Thanks for looking into this. I'm not familiar with ftrace. Can you
give me a specific command line to run? Based on "perf record cat
/sys/fs/cgroup/memory/memory.stat"/"perf report", I see the following:

42.09% cat [kernel.kallsyms] [k] memcg_stat_show
29.19% cat [kernel.kallsyms] [k] memcg_sum_events.isra.22
12.41% cat [kernel.kallsyms] [k] mem_cgroup_iter
5.42% cat [kernel.kallsyms] [k] _find_next_bit
4.14% cat [kernel.kallsyms] [k] css_next_descendant_pre
3.44% cat [kernel.kallsyms] [k] find_next_bit
2.84% cat [kernel.kallsyms] [k] mem_cgroup_node_nr_lru_pages

> memory_stat_show should only scale with the depth of the cgroup
> hierarchy for memory.stat to get cumulative numbers. All the rest should
> be simply reads of gathered counters. There is no locking involved in
> the current kernel. What is the kernel version you are using, btw?

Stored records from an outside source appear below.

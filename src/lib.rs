pub mod catalog;
pub mod cost;
pub mod engine;
pub mod history;
pub mod land_value;
pub mod path;
pub mod quest;
pub mod rng;
pub mod save;
pub mod scenario;
pub mod session;
pub mod systems;
pub mod world;

pub use catalog::{Catalog, CatalogEntry, CatalogError};
pub use engine::{Engine, EngineBuilder, TickSummary, Tuning};
pub use quest::{Goal, GoalTarget};
pub use session::{CommandError, CommandOutcome, Session};
pub use world::{BuildingKind, CityStats, Coord, Grid, SimulationState};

Ubuntu 16.04 with kernel 4.13.0-41-generic (so presumably includes
some Ubuntu special sauce).

Some new information: when this occurred on another machine I ran
"echo 2 > /proc/sys/vm/drop_caches" to drop the dentry cache, and
performance immediately improved. Unfortunately, I've not been able to
deliberately reproduce the issue. I've tried doing the following 10^7
times in a loop and while it inflates the dentry cache, it doesn't
cause any significant slowdown:
1. Create a temporary cgroup: mkdir /sys/fs/cgroup/memory/<name>.
2. stat /sys/fs/cgroup/memory/<name>/memory.stat
3. rmdir /sys/fs/cgroup/memory/<name>

I've also tried inflating the dentry cache just by stat-ing millions
of non-existent files, and again, no slowdown. So I'm not sure exactly
how dentry cache is related.

Regards
Bruce
--
Bruce Merry
Senior Science Processing Developer
SKA South Africa